It was the summer of 1969, and video cameras in New York captured a series of concerts in Harlem featuring artists who would go on to become musical legends, the likes of Stevie Wonder, Nina Simone, and Gladys Knight.
But, for decades, no one was interested in the footage. The musician known as Questlove took up the challenge in a documentary that brings history to life. It's part of his ongoing work in music, and also now in a new book.
Jeffrey Brown talked with Questlove recently for our arts and culture series, Canvas.
Ladies and gentlemen, Gladys Knight!
(CHEERING AND APPLAUSE)
The musicians, some all-time greats. The music, lifting you to the sky. The setting, the Harlem Cultural Festival in 1969, all of it stunning and amazing to see in 2021.
But even more mind-blowing, how close it came to being lost forever.
The moment you saw what happened here, you knew you were on to something? This was something big?
Questlove, Director, "Summer of Soul": Absolutely, yes. And even to be here and to see the structure, like, I definitely remember this shot.
The renowned musician Ahmir Thompson, better known as Questlove, made his directorial debut this year with the acclaimed documentary "Summer of Soul."
Are you ready, Black people? Are you ready?
But when we met recently in Marcus Garvey Park, the site of the original concerts 52 years ago, when it was still called Mount Morris Park, he told me he hesitated to take on the project when first shown the archival footage.
I was just like, no, this is too much responsibility. This is not just putting a concert together. This is correcting history. And I didn't know if I was worthy enough to be in the position to be the person that leads the charge.
A very specific time and place in history. Through a series of concerts attracting some 300,000 over six weekends in the hot summer of 1969, the film documents a musical revolution as it was taking place.
It also captures expressions of Black pride and power and demands for social justice that offered Thompson another way in.
It wasn't lost on us that, literally at the same time that we're in the editing process of the film, suddenly, there's a political charge in the air that was just like 50 years ago.

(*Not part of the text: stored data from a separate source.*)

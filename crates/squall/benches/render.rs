use criterion::{BenchmarkId, Criterion, black_box, criterion_group, criterion_main};
use squall::{
    Fields, Insert, InList, Order, Select, Sort, SqlRender, SqlServerDialect, Value, Where,
};

/// SELECT col0, ... FROM t WHERE col0 = 0 AND col1 = 1 ...
fn build_select(n: usize) -> Select {
    let fields = Fields::new((0..n).map(|i| format!("col{i}"))).unwrap();
    let mut filter = Where::new("col0", "=", Value::new(0)).unwrap();
    for i in 1..n {
        filter = filter.and_where(Where::new(format!("col{i}"), "=", Value::new(i as i64)).unwrap());
    }
    Select::new("t", fields)
        .condition(filter)
        .unwrap()
        .condition(Order::by(["col0"]).unwrap().sort(Sort::Desc))
        .unwrap()
}

fn bench_select_render(c: &mut Criterion) {
    let mut group = c.benchmark_group("render/select");

    for n in [1, 5, 10, 50, 100] {
        let select = build_select(n);
        group.bench_with_input(BenchmarkId::from_parameter(n), &select, |b, select| {
            b.iter(|| black_box(select.render()));
        });
    }

    group.finish();
}

fn bench_build_and_render(c: &mut Criterion) {
    let mut group = c.benchmark_group("render/build_and_render");

    for n in [1, 5, 10, 50] {
        group.bench_with_input(BenchmarkId::from_parameter(n), &n, |b, &n| {
            b.iter(|| black_box(build_select(n).render_with(&SqlServerDialect)));
        });
    }

    group.finish();
}

fn bench_in_list(c: &mut Criterion) {
    let mut group = c.benchmark_group("render/in_list");

    for n in [5, 20, 100, 500] {
        let list = InList::values((0..n).map(Value::new)).unwrap();
        let filter = Where::is_in("id", list).unwrap();
        group.bench_with_input(BenchmarkId::from_parameter(n), &filter, |b, filter| {
            b.iter(|| black_box(filter.render()));
        });
    }

    group.finish();
}

fn bench_insert(c: &mut Criterion) {
    let mut group = c.benchmark_group("render/insert");

    for n in [5, 20, 100] {
        let insert = Insert::new(
            "t",
            Fields::new((0..n).map(|i| format!("col{i}"))).unwrap(),
            (0..n).map(|i| Value::new(format!("value {i}"))),
        )
        .unwrap();
        group.bench_with_input(BenchmarkId::from_parameter(n), &insert, |b, insert| {
            b.iter(|| black_box(insert.render()));
        });
    }

    group.finish();
}

criterion_group!(
    benches,
    bench_select_render,
    bench_build_and_render,
    bench_in_list,
    bench_insert
);
criterion_main!(benches);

And then, once the knob started turning up a little bit more with the Black Lives Matter protests, then I was like, wow, like, the same exact things that we're editing right now is happening in real time.
Questlove, now 50, is a man who clearly loves to connect to different kinds of music, art forms, histories. He's been around music his whole life, joining his parents in soul and doo-wop bands even as a child.
He first came to fame as the drummer and co-founder of the Roots, the hip-hop band founded in Philadelphia in 1987. The Roots started as house band on "Late Night With Jimmy Fallon" in 2009, and have continued with "The Tonight Show."
He's a deejay, producer, songwriter, author. He even hosts a food program looking at love of cuisine and at equity issues.
And we even made Questlove into a little (INAUDIBLE) here.
I'm eating my own face.
And he's deep into a lifelong role as music educator and historian.
I'm one of those people that, when I learn something, I get excited, and I feel special. And I feel, like, smarter.
People want to feel enlightened. So, my thing is, like, I want to be the guy that throws the alley-oop shot, and then you put the ball in the hoop, and then you feel like, I did that. I helped a little bit. But that, to me, is — that's the important part.
His new book, "Music Is History," is a kind of playlist of songs that speak to events since 1971, the year he was born. But it's a Questlove-style playlist, lesser known songs matched with events in unexpected ways.
I personally believe that music is a Polaroid shot of life.
And the way that I remember history, I frame it through music.
You're not picking the best known or most loved.
Not even the best known. And, at that, I'm still trying to provide to — like, I'm trying to plant seeds.
Early hip-hop, he says, offered him a kind of education, learning about music through sampling from earlier recordings, while connecting to contemporary issues in the lyrics.
Hip-hop planted seeds. Between '88 and '92, I went to the library a lot to look up old articles that — to do those scroll things that they do at libraries. I mean, we have the Internet now, but, back then, you had to stay at the library for eight hours. That was my Internet.
And I kind of wanted to do the same thing. This time, I'm using history to drop seeds on music that people should discover.
But even the classics can fall off the map. Thompson told me of teaching at NYU and realizing how few of his students knew of an album he and many consider a milestone of popular music, Michael Jackson's 1982 "Thriller."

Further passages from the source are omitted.